Широкое чугунное лицо Владислава было повернуто в сторону от спорящих.

— Он композитор. Свинья, — взорвался вдруг Малаховский. — Я никогда ему этого не прощу. Приехал, жрет наш хлеб да нас же и ругает. Предложил ему стихотворение Дунина, стихотворение Словацкого да белорусское стихотворение Сырокомли. «Только попросите кого-нибудь перевести. К этим языкам музыку писать нельзя. Один слишком шипит, второй слишком звенит». Предло­жил мне подыскать ему поэта, чтобы тот написал ему слова для хорала благодарности государю императору... Слава, мол, тебе... спасибо за то, что мы — это мы. «Можно, уговорит, — и на мужицком говоре. Мужики ведь благодарят. Народ. Тут и такое хорошо будет...»

— А ты что? — спросил Кастусь.

— Я сначала хотел было... А потом подумал, что еще к судье попадешь... Не стал связываться. Но какая же свинья! Видит, что происходит. И благодарность петь хочет. От чужого имени. От имени народа, музыку и язык которого презирает. Да я родителей своих и то вслух не благодарил, что они меня в этот свет выпусти­ли. А этого... За что? Не он нам жизнь дал — спасибо за жизнь. Не он нам дал разум — спасибо за разум... Душит на каждом шагу, унижает — спасибо. Отнял все — спасибо. Дышим — спасибо. На каторгу идем — спасибо.

Малаховский вдруг взглянул на Алеся, и Загорский увидел доб­рую, ясную улыбку, которая сделала лицо друга почти красивым.

— Я это подумал и говорю: «Знаешь, есть у меня стихи одного поэта. Как раз по смыслу близко к тому, что тебе надо. Но он толь­ко через месяц приедет, так что, будешь ждать?» А зачем ждать, если за «хоралы благодарности» бриллиантовые перстни и золо­тые табакерки сразу дают?.. Вот уж не ожидал!

— И мы не ожидали, — отметил Виктор. — Ну, что дальше?

— Смысл, говорю, такой и этакий: спасибо за то, что освободил (от имущества), что всегда защищаешь (как с Наполеоном), ну и так далее. А размер настучу сейчас. Тот записывает. «Ага, четы­рехстопный анапест...»

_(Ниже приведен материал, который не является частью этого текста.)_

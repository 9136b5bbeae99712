//! Schema-driven input field synthesis.
//!
//! One input control per non-identity schema column, typed by the semantic
//! field type. Relationship columns (the `*_id` convention) become
//! selection controls whose options the UI fills from a `get_all` call on
//! the related kind.

use serde::Serialize;

use crate::models::{Column, EntityKind, FieldType};

/// The kind of input control a field needs.
#[derive(Debug, Clone, Copy, PartialEq, Eq, Serialize)]
#[serde(rename_all = "snake_case")]
pub enum Control {
    TextInput,
    NumericInput,
    /// Date-picker-backed read-only text control.
    DatePicker,
    /// Selection control populated from the related entity's rows.
    Select(EntityKind),
}

/// One synthesized form field.
#[derive(Debug, Clone, PartialEq, Eq, Serialize)]
pub struct FieldSpec {
    pub name: &'static str,
    pub label: String,
    pub control: Control,
}

/// Human-facing label for a snake_case field name ("last_name" -> "Last Name").
pub fn display_label(name: &str) -> String {
    name.split('_')
        .filter(|part| !part.is_empty())
        .map(|part| {
            let mut chars = part.chars();
            match chars.next() {
                Some(first) => first.to_uppercase().collect::<String>() + chars.as_str(),
                None => String::new(),
            }
        })
        .collect::<Vec<_>>()
        .join(" ")
}

fn control_for(column: &Column) -> Control {
    match column.field_type {
        FieldType::Text => Control::TextInput,
        FieldType::Float => Control::NumericInput,
        FieldType::Date => Control::DatePicker,
        FieldType::Integer | FieldType::OptionalInteger => match column.related_kind() {
            Some(related) => Control::Select(related),
            None => Control::NumericInput,
        },
    }
}

/// Synthesize the form fields for an entity kind, in schema order.
pub fn fields_for(kind: EntityKind) -> Vec<FieldSpec> {
    kind.columns()
        .iter()
        .map(|column| FieldSpec {
            name: column.name,
            label: display_label(column.name),
            control: control_for(column),
        })
        .collect()
}
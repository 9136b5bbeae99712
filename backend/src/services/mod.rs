//! Service layer for business logic and orchestration.
//!
//! The service sits between the presentation boundary and the repository:
//! it enforces the invariants that span multiple entities (referential
//! pre-checks, date ordering) and exposes one entry point independent of
//! the concrete entity kind.

pub mod error;
pub mod gym;


pub use error::{ServiceError, ServiceResult};
pub use gym::GymService;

Малаховский жевал губами, чтобы пригасить хитрую и едкую усмешку.

— Ну что, месяц спустя записал я эти стихи по памяти. Прихо­жу к этому «Моцарту», спрашиваю, готова ли музыка. Тот садится и брякает. Много настрогал за месяц. Уже и сообщения есть, что вот, пишет... Ну, я ему стихи читаю. Смотрю, лезут глаза, лезут... «Ты что ж это принес? Мужицкие стихи?»

Чьи стихи? — спросил мрачный Валерий.

_ Нашего «гражданина князюшки», — прыснул Малаховский.

Алесь побледнел.

— Ты что... Ты какое имел право? Да я и стихов не пишу.

— А кто у Кастуся однажды тетрадь забыл и только на следу­ющее утро прибежал?

— Да не пишу я, хлопцы, — Алесь глазами умолял друзей, что­бы поддержали. — Врет он. Тетрадь с замком.

— Ну-ка, Владик, отвечай, — попросил Виктор. — Как замок объяснишь?

— Да он шпилькой довольно легко открывается, — наивно от­ветил Малаховский.

— Не пишет он стихов... Какие стихи?!

— Н-ну, хотя бы «Рота языку».

— Что за слово? — спросил кто-то. — Слово не наше.

— Наше, — ответил от двери чей-то глухой голос. — Общесла­вянское. «Рота» означало клятву еще при Владимире Киевском.

— Да я разве настаиваю, — произнес хитрый Малаховский. — Названия нет. Ну, пускай не «Рота языку», а просто «Язык».